# [Task to complete]
Your task is to copy every line below that contains the word "JsonCodec".

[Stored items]

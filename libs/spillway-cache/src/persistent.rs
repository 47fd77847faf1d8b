//! Key→handle index over the serializing cache.

use std::{collections::HashMap, fmt, hash::Hash};

use spillway_heap::{Handle, Medium};

use crate::{
    codec::ValueCodec,
    error::{Error, Result},
    serializing::SerializingCache,
};

/// The persistent tier: every value lives in the heap, and the in-memory
/// state is only the `K → Handle` index. The index is authoritative and is
/// discarded on disposal; nothing is reconstructable from the heap alone.
pub struct PersistentDictionary<K, V, C, M> {
    index: HashMap<K, Handle>,
    cache: SerializingCache<V, C, M>,
}

impl<K, V, C, M> fmt::Debug for PersistentDictionary<K, V, C, M> {
    fn fmt(&self, fmt: &mut fmt::Formatter<'_>) -> fmt::Result {
        fmt.debug_struct("PersistentDictionary")
            .field("len", &self.index.len())
            .finish_non_exhaustive()
    }
}

impl<K, V, C, M> PersistentDictionary<K, V, C, M>
where
    K: Eq + Hash + fmt::Debug,
    C: ValueCodec<V>,
    M: Medium,
{
    #[must_use]
    pub fn new(cache: SerializingCache<V, C, M>) -> Self {
        Self {
            index: HashMap::new(),
            cache,
        }
    }

    #[must_use]
    pub fn len(&self) -> usize {
        self.index.len()
    }

    #[must_use]
    pub fn is_empty(&self) -> bool {
        self.index.is_empty()
    }

    #[must_use]
    pub fn contains(&self, key: &K) -> bool {
        self.index.contains_key(key)
    }

    /// Stores a fresh entry.
    ///
    /// # Errors
    ///
    /// [`Error::DuplicateKey`] if the key is already indexed.
    pub fn add(&mut self, key: K, value: &V) -> Result<()> {
        if self.index.contains_key(&key) {
            return Err(Error::DuplicateKey(format!("{key:?}")));
        }
        let handle = self.cache.create(value)?;
        self.index.insert(key, handle);
        Ok(())
    }

    /// Removes an entry and frees its heap block. Returns whether the key was
    /// present.
    pub fn remove(&mut self, key: &K) -> Result<bool> {
        let Some(handle) = self.index.remove(key) else {
            return Ok(false);
        };
        self.cache.delete(handle)?;
        Ok(true)
    }

    /// Reads the value stored for `key`, or `None` if the key is not indexed.
    pub fn try_get(&mut self, key: &K) -> Result<Option<V>> {
        let Some(&handle) = self.index.get(key) else {
            return Ok(None);
        };
        self.cache.read(handle).map(Some)
    }

    /// Like [`try_get`](Self::try_get), but a miss is an error.
    pub fn get(&mut self, key: &K) -> Result<V> {
        self.try_get(key)?
            .ok_or_else(|| Error::KeyNotFound(format!("{key:?}")))
    }

    /// Writes `value` under `key`, replacing the previous value if present.
    /// A replacement may relocate the entry's block; the index follows the
    /// handle.
    pub fn set(&mut self, key: K, value: &V) -> Result<()> {
        if let Some(&handle) = self.index.get(&key) {
            let replacement = self.cache.update(handle, value)?;
            if replacement != handle {
                self.index.insert(key, replacement);
            }
        } else {
            let handle = self.cache.create(value)?;
            self.index.insert(key, handle);
        }
        Ok(())
    }

    /// Iterates all entries, decoding each value as it is yielded. The order
    /// is unspecified but stable while the dictionary is not mutated.
    pub fn iter(&mut self) -> impl Iterator<Item = Result<(K, V)>> + '_
    where
        K: Clone,
    {
        let Self { index, cache } = self;
        index
            .iter()
            .map(move |(key, &handle)| cache.read(handle).map(|value| (key.clone(), value)))
    }

    /// Deletes every entry's heap block and clears the index.
    pub fn clear(&mut self) -> Result<()> {
        let Self { index, cache } = self;
        for &handle in index.values() {
            cache.delete(handle)?;
        }
        index.clear();
        Ok(())
    }

    /// Disposes the underlying cache (and heap, and medium).
    pub fn dispose(self) -> Result<()> {
        self.cache.dispose()
    }
}

#[cfg(test)]
mod tests {
    use spillway_heap::Heap;

    use super::*;
    use crate::codec::JsonCodec;

    fn dictionary() -> PersistentDictionary<
        String,
        u32,
        JsonCodec<u32>,
        spillway_heap::MemoryMedium,
    > {
        PersistentDictionary::new(SerializingCache::new(Heap::in_memory(64), JsonCodec::new()))
    }

    #[test]
    fn add_then_get_round_trips() {
        let mut dictionary = dictionary();
        dictionary.add("one".to_owned(), &1).expect("should add");
        assert_eq!(dictionary.get(&"one".to_owned()).expect("should read"), 1);
        assert!(dictionary.contains(&"one".to_owned()));
        assert_eq!(dictionary.len(), 1);
    }

    #[test]
    fn add_rejects_duplicates() {
        let mut dictionary = dictionary();
        dictionary.add("k".to_owned(), &1).expect("should add");
        assert!(matches!(
            dictionary.add("k".to_owned(), &2),
            Err(Error::DuplicateKey(_))
        ));
    }

    #[test]
    fn get_reports_missing_keys() {
        let mut dictionary = dictionary();
        assert!(matches!(
            dictionary.get(&"absent".to_owned()),
            Err(Error::KeyNotFound(_))
        ));
        assert_eq!(
            dictionary.try_get(&"absent".to_owned()).expect("should look up"),
            None
        );
    }

    #[test]
    fn remove_frees_and_unindexes() {
        let mut dictionary = dictionary();
        dictionary.add("k".to_owned(), &1).expect("should add");
        assert!(dictionary.remove(&"k".to_owned()).expect("should remove"));
        assert!(!dictionary.remove(&"k".to_owned()).expect("second remove is a no-op"));
        assert!(dictionary.is_empty());
    }

    #[test]
    fn set_updates_in_place_or_inserts() {
        let mut dictionary = dictionary();
        dictionary.set("k".to_owned(), &1).expect("should insert");
        dictionary.set("k".to_owned(), &1000).expect("should replace");
        assert_eq!(dictionary.get(&"k".to_owned()).expect("should read"), 1000);
        assert_eq!(dictionary.len(), 1);
    }

    #[test]
    fn iteration_yields_every_entry() {
        let mut dictionary = dictionary();
        for (key, value) in [("a", 1), ("b", 2), ("c", 3)] {
            dictionary.add(key.to_owned(), &value).expect("should add");
        }

        let mut entries: Vec<_> = dictionary
            .iter()
            .collect::<Result<_>>()
            .expect("all values should decode");
        entries.sort_unstable();
        assert_eq!(
            entries,
            vec![("a".to_owned(), 1), ("b".to_owned(), 2), ("c".to_owned(), 3)]
        );
    }

    #[test]
    fn clear_empties_the_dictionary() {
        let mut dictionary = dictionary();
        dictionary.add("a".to_owned(), &1).expect("should add");
        dictionary.add("b".to_owned(), &2).expect("should add");
        dictionary.clear().expect("should clear");
        assert!(dictionary.is_empty());
        dictionary.add("a".to_owned(), &3).expect("should add after clear");
        assert_eq!(dictionary.get(&"a".to_owned()).expect("should read"), 3);
    }
}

# [Answer box]
    use crate::codec::JsonCodec;
        JsonCodec<u32>,
        PersistentDictionary::new(SerializingCache::new(Heap::in_memory(64), JsonCodec::new()))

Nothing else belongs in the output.